A central office worker who still has a job is calling Ian Fingerman, who is in charge of Gale’s furniture and equipment budget. “Well, it doesn’t look too good,” Fingerman says into the phone. “We need another $440, and we haven’t got it.”
When he hangs up, Fingerman explains the situation: Gale has bought about $11,000 worth of computer equipment, and now it needs another $440 worth of wiring to hook it up. Because it’s the end of the year—and because Fingerman is careful to spend his budget down to the last dollar—Gale won’t get the wiring money until the new fiscal year begins Sept. 1. So equipment will lie fallow for a month or two.
“This is what’s wrong with the system,” Fingerman says. He wonders, couldn’t this board staffer just send the wiring now and hash out the paperwork next month? The lack of trust, he says, “is like calling your brother a liar. This guy knows the school is . . . not going to go away.” But Ian himself may just be gone next month—though it’s unlikely. The new budget has eliminated his formal job title, teacher facilitator. “I could be out of a job, literally no job, by the end of this month,” he says. But he figures Snyder will re-shuffle job titles to keep him at his post, and that, at worst, he will “bump” a less senior classroom teacher. (The Legislature took such bumping rights off the lawbooks in May, but the new Chicago board reinstated them as policy—a favor to the teachers union.)
Fingerman seems more worked up over the fate of Gale’s fireman—whose job has also been axed. “He works!” says Fingerman. “I mean, the guy doesn’t stop. There’s a lot of janitors out there, they just sit and read the paper. But this guy works.” The fireman—officially, maintenance assistant—will be eligible for a regular janitor’s job, which pays less.
AUG. 16 Single shift will return to Gale in September Last night, a parent committee that is to help design Gale’s annex was supposed to meet with School Board architects. Today, signs at the school report the meeting was cancelled, “TO BE RESCHEDULED.”

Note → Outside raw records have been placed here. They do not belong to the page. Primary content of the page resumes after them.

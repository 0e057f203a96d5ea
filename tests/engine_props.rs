//! Property tests for the metrics engine
//!
//! Randomized frames, strides and arrival times: published metrics must stay in
//! range, smoothing must converge without overshoot, and row padding must never
//! change a result.

use framegauge::analysis::{FrameStatistics, GradientField, Orientation};
use framegauge::quality::{MetricTargets, RawMeasurements};
use framegauge::testing::{noise_plane, with_row_padding};
use framegauge::{FrameOutcome, MetricValues, MetricsEngine};
use proptest::prelude::*;
use std::time::Duration;

fn metric_list(v: &MetricValues) -> [f64; 7] {
    [
        v.sharpness,
        v.angle,
        v.tilt_vertical,
        v.frontal,
        v.brightness,
        v.shake,
        v.distance,
    ]
}

fn single_frame_targets(plane: &[u8], width: u32, height: u32) -> MetricValues {
    let stats = FrameStatistics::from_pixels(plane);
    let orientation = Orientation::estimate(&GradientField::from_pixels(
        plane,
        width as usize,
        height as usize,
    ));
    MetricTargets::from_measurements(&RawMeasurements {
        mean: stats.mean,
        stddev: stats.stddev,
        angle_deg: orientation.angle_deg,
        tilt_deg: orientation.tilt_deg,
        shake_raw: 0.0,
    })
    .0
}

/// Frame geometry plus a seed for its content.
fn frame_geometry() -> impl Strategy<Value = (u32, u32, u32, u64)> {
    (1u32..48, 1u32..48, 0u32..9, any::<u64>())
}

proptest! {
    #![proptest_config(ProptestConfig::with_cases(128))]

    #[test]
    fn published_metrics_stay_in_range(
        frames in prop::collection::vec(frame_geometry(), 1..12),
        gaps in prop::collection::vec(0u64..400, 12),
    ) {
        let mut engine = MetricsEngine::default();
        let mut ts = Duration::ZERO;

        for (i, (w, h, pad, seed)) in frames.into_iter().enumerate() {
            let plane = noise_plane(w, h, seed);
            let padded = with_row_padding(&plane, w, h, w + pad, 0xAB);
            ts += Duration::from_millis(gaps[i]);

            match engine.on_frame(&padded, w, h, w + pad, ts) {
                Ok(FrameOutcome::Published(metrics)) => {
                    prop_assert!(metrics.values().within_ranges(), "{:?}", metrics);
                    prop_assert_eq!(metrics.is_capture_ready(), metrics.flags().all());
                }
                Ok(FrameOutcome::Throttled) => {}
                Err(e) => prop_assert!(false, "valid frame rejected: {}", e),
            }
            prop_assert!(engine.current_metrics().values().within_ranges());
        }
    }

    #[test]
    fn static_input_converges_without_overshoot(
        (w, h, _pad, seed) in frame_geometry(),
        steps in 2usize..40,
    ) {
        let plane = noise_plane(w, h, seed);
        let target = metric_list(&single_frame_targets(&plane, w, h));

        let mut engine = MetricsEngine::default();
        let mut previous = metric_list(engine.current_metrics().values());

        for i in 0..steps {
            let outcome = engine
                .on_frame(&plane, w, h, w, Duration::from_millis(i as u64 * 200))
                .unwrap();
            let current = match outcome {
                FrameOutcome::Published(m) => metric_list(m.values()),
                FrameOutcome::Throttled => unreachable!("frames are 200 ms apart"),
            };

            for k in 0..7 {
                let (lo, hi) = if previous[k] <= target[k] {
                    (previous[k], target[k])
                } else {
                    (target[k], previous[k])
                };
                prop_assert!(
                    current[k] >= lo - 1e-9 && current[k] <= hi + 1e-9,
                    "metric {} left [{}, {}]: {}", k, lo, hi, current[k]
                );
            }
            previous = current;
        }
    }

    #[test]
    fn row_padding_never_changes_metrics(
        (w, h, pad, seed) in frame_geometry(),
        pad_byte in any::<u8>(),
    ) {
        let first = noise_plane(w, h, seed);
        let second = noise_plane(w, h, seed.wrapping_add(1));

        let mut dense = MetricsEngine::default();
        let mut padded = MetricsEngine::default();

        for (i, plane) in [first, second].iter().enumerate() {
            let ts = Duration::from_millis(i as u64 * 300);
            let with_pad = with_row_padding(plane, w, h, w + pad, pad_byte);
            let a = dense.on_frame(plane, w, h, w, ts).unwrap();
            let b = padded.on_frame(&with_pad, w, h, w + pad, ts).unwrap();
            prop_assert_eq!(a, b);
        }
    }

    #[test]
    fn undersized_buffers_never_publish(
        (w, h, pad, seed) in frame_geometry(),
        missing in 1usize..16,
    ) {
        let plane = noise_plane(w, h, seed);
        let mut padded = with_row_padding(&plane, w, h, w + pad, 0);
        let keep = padded.len().saturating_sub(missing);
        padded.truncate(keep);

        let mut engine = MetricsEngine::default();
        let before = engine.current_metrics();
        prop_assert!(engine.on_frame(&padded, w, h, w + pad, Duration::ZERO).is_err());
        prop_assert_eq!(engine.current_metrics(), before);
    }
}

Asked about the signs, Principal Snyder says, “Well, it’s hard to meet with the Facilities Department when they’ve all been fired!” The facilities department has been eliminated under the new budget, as has the entire food service bureaucracy, Snyder says.
School engineer Pat Ferrara interrupts an interview to tell Snyder that his old boss, the district supervising engineer, has just been cut. Ferrara wants to know where to send his time card.
“See, I told you it would be quiet for most of the summer, and then, a couple of weeks before school started, there would be a lot of directives,” says Snyder. “These firings are the directives.”
There are others. Two days ago, Snyder got what she calls “a snippy note” from Ken Gotsch, the system’s new chief financial officer. Gotsch reports that one of Gale’s clerks made an error on the latest payroll; he suggests that Snyder send the clerk to Pershing Road for some training. Snyder intends to call Gotsch back. “This guy needs educating,” she says. “There are probably 1,000 errors made on our payroll in a given month, and 999 of them are not the fault of our clerks.”
Snyder picks up a fax from the top of her in-box, and curses. It says that one of Gale’s teacher interns no longer has a job. “Why is this position being closed?” she wonders. “I’ll have David [Ichishita, who runs Gale’s payroll] deal with this when he gets back from vacation.”
The phone rings. It’s a teacher whom Snyder interviewed just two days ago. Today, she has to tell him, wait and see. In this week’s chaos, she’s no longer sure the job will be available.
The whirlwind of central office changes doesn’t faze Snyder, but the continuing parent protests take a toll. “It’s a lose-lose situation,” she says. On any given issue, says Snyder, she’s bound to be criticized, even vilified—no matter what she does. “That cannot continue to be the case.”
Tomorrow night, parents will again march to Snyder’s home, again demanding her resignation and an immediate end to dual shifts. This time, several TV stations will send camera crews.
Gale will return to a single shift the day after Labor Day, says Snyder. “And I do not intend to resign.”